> **Data provided**
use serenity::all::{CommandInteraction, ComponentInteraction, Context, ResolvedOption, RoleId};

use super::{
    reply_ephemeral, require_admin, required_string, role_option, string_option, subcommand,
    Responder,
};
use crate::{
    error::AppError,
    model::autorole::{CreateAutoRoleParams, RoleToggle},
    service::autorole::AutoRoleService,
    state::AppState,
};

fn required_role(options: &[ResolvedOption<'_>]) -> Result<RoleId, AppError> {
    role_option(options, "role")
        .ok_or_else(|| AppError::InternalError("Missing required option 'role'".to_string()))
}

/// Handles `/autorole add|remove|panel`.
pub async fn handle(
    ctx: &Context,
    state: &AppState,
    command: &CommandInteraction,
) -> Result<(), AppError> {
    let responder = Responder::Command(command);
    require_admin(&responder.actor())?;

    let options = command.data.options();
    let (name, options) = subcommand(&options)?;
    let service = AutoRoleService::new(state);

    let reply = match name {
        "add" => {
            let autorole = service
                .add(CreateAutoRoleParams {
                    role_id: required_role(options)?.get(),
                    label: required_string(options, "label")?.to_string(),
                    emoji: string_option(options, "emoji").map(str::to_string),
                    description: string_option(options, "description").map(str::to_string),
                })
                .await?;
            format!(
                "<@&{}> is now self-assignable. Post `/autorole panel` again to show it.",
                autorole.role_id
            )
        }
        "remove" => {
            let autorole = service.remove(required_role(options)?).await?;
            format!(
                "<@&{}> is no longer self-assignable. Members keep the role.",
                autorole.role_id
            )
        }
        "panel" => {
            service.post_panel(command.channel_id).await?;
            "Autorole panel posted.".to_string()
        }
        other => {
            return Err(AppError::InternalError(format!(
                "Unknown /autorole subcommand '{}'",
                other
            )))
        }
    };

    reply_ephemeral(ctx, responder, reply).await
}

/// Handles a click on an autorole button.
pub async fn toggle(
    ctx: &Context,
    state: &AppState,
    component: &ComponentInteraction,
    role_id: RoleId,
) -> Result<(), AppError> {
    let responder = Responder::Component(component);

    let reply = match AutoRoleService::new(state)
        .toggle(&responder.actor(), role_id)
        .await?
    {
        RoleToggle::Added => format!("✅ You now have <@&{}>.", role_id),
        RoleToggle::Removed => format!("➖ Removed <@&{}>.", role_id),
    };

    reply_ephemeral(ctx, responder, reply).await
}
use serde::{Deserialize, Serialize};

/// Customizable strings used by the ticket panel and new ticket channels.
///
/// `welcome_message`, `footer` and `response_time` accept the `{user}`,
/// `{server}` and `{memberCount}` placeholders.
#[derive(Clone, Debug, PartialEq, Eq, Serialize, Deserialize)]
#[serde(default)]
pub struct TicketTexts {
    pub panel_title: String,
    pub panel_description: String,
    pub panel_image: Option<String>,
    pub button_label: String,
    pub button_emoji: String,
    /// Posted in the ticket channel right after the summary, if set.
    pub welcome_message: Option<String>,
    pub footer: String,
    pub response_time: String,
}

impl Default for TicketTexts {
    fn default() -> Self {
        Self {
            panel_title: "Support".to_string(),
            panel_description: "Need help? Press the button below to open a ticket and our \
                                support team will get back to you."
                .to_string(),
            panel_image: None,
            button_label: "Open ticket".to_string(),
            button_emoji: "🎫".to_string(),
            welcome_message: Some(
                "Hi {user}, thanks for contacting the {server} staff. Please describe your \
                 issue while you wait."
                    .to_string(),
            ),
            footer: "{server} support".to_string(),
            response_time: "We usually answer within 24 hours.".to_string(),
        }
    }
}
---
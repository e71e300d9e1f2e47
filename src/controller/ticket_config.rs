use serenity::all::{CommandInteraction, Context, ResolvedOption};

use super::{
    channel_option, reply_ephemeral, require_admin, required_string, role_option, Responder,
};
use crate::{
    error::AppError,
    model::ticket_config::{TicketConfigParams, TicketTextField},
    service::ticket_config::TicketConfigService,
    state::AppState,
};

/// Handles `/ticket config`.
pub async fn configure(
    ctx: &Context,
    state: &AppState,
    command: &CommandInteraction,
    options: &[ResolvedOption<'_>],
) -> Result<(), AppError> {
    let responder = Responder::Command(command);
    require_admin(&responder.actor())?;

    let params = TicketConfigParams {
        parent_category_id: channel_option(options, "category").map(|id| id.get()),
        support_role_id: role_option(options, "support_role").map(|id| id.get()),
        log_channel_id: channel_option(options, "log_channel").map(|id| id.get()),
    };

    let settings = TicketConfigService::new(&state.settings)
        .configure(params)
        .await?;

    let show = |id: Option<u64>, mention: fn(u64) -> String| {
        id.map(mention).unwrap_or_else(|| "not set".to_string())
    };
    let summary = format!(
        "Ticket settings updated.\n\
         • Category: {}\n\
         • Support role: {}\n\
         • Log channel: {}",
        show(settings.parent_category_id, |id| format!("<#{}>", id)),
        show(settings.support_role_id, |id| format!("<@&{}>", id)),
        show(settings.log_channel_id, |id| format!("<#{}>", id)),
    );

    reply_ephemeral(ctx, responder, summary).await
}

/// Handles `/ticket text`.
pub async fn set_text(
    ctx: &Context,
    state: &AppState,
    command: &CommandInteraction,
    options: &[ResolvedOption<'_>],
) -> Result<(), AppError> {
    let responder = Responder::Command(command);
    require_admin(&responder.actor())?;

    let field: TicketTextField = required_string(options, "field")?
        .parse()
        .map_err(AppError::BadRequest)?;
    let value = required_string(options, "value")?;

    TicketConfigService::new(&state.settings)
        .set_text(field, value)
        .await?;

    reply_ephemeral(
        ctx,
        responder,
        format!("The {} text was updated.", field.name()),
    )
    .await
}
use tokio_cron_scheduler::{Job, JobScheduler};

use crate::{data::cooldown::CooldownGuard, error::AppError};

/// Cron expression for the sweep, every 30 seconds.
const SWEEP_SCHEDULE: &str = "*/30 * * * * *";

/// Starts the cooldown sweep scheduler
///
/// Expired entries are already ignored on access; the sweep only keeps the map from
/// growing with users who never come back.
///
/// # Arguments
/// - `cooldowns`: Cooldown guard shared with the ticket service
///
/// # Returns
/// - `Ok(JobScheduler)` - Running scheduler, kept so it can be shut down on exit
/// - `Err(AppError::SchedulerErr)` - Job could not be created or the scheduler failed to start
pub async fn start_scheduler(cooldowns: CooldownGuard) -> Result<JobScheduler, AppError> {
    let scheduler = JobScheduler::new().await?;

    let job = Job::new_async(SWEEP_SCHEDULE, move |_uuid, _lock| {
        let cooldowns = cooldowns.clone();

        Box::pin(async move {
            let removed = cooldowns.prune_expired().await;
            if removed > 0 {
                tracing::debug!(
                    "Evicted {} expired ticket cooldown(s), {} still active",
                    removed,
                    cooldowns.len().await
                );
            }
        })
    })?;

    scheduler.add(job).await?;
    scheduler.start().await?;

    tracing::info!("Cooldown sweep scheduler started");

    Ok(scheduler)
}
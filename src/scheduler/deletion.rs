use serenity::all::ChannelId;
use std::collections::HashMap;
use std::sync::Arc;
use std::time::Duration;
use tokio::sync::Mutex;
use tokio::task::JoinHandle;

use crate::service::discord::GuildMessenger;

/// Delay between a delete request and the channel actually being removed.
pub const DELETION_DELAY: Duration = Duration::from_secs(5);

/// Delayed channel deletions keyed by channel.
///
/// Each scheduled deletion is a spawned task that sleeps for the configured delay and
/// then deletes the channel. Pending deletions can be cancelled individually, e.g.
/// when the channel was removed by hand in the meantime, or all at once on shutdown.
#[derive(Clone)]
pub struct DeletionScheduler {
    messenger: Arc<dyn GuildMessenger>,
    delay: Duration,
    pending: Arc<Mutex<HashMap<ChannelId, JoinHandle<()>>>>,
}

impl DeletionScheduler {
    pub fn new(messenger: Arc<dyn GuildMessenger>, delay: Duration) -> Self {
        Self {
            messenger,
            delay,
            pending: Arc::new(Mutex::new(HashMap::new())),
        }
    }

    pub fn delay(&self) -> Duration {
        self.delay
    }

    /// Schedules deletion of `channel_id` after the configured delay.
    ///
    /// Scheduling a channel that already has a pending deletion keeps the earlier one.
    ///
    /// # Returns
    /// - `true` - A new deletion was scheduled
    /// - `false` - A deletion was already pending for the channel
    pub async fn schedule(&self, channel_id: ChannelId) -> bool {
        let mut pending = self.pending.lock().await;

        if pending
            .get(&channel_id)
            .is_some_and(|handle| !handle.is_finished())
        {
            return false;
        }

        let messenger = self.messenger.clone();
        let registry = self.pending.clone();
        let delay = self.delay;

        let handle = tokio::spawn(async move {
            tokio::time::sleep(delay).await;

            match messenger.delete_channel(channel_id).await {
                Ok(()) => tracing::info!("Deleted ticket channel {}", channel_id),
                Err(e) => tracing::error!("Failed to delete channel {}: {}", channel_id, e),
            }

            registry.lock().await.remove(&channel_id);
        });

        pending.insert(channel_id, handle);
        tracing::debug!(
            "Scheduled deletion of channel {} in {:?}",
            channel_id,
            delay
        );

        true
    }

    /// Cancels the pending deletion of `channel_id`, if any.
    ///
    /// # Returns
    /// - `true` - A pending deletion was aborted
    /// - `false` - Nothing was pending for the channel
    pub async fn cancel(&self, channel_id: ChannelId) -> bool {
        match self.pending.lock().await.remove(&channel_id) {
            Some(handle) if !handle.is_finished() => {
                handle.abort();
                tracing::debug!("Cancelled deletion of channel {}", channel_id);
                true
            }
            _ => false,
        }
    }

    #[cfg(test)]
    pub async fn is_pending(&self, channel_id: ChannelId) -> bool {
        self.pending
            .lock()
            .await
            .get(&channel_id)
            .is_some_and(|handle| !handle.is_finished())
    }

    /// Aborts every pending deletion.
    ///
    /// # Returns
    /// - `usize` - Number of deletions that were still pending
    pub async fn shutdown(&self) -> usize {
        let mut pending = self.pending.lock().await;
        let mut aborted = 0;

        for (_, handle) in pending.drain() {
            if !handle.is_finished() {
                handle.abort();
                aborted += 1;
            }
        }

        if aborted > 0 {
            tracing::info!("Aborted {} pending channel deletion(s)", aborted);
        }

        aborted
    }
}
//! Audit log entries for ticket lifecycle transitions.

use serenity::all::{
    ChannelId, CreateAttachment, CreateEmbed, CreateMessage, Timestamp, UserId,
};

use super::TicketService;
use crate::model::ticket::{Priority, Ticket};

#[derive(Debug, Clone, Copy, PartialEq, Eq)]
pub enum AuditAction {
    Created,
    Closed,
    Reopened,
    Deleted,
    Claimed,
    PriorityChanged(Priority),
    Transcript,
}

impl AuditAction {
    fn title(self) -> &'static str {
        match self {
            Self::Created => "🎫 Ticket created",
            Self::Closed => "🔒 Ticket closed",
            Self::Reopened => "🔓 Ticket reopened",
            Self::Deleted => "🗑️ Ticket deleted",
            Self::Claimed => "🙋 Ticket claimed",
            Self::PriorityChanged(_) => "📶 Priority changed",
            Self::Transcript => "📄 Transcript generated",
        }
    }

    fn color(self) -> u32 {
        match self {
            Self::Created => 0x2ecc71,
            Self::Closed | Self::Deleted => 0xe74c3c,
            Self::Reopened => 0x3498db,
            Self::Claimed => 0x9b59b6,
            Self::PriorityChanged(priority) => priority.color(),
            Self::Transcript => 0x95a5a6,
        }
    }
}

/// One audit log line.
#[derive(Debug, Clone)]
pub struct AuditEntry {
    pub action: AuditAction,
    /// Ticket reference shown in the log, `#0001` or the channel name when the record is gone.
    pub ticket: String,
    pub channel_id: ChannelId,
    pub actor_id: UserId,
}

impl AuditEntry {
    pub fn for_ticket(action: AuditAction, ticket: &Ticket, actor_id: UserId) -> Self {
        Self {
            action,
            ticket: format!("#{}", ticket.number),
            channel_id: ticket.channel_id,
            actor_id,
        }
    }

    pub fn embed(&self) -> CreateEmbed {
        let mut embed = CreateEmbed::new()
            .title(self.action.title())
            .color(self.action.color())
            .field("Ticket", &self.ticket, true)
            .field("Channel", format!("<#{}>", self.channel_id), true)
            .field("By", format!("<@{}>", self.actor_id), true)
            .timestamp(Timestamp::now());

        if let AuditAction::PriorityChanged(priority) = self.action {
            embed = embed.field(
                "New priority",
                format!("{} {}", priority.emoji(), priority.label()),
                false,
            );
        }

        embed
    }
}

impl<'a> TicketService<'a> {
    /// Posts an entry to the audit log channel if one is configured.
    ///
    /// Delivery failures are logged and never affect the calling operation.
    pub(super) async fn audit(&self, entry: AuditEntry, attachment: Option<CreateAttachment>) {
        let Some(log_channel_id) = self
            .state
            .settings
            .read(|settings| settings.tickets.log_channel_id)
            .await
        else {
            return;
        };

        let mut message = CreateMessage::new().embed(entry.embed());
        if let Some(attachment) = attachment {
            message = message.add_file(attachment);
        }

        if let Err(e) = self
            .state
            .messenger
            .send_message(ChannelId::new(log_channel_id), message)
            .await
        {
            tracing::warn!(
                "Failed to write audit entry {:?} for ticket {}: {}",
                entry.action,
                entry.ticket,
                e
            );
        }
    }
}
==
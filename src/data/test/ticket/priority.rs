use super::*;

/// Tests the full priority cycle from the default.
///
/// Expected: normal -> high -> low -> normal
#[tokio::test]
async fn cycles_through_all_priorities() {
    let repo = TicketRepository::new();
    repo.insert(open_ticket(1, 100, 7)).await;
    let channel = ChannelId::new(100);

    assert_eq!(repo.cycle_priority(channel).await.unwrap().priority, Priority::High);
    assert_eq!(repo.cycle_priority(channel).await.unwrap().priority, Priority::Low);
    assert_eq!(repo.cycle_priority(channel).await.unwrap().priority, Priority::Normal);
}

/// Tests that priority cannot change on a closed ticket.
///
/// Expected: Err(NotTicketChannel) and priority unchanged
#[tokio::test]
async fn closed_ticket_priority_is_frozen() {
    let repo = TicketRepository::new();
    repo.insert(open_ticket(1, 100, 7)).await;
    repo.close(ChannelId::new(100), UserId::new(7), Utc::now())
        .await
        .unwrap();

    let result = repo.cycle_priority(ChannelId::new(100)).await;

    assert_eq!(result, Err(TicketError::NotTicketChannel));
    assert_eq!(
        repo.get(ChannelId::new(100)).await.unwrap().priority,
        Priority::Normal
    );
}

> **The problem**
Your answer should be every line above that contains the word "Deserialize".

> **Task answer**
use serde::{Deserialize, Serialize};
#[derive(Clone, Debug, PartialEq, Eq, Serialize, Deserialize)]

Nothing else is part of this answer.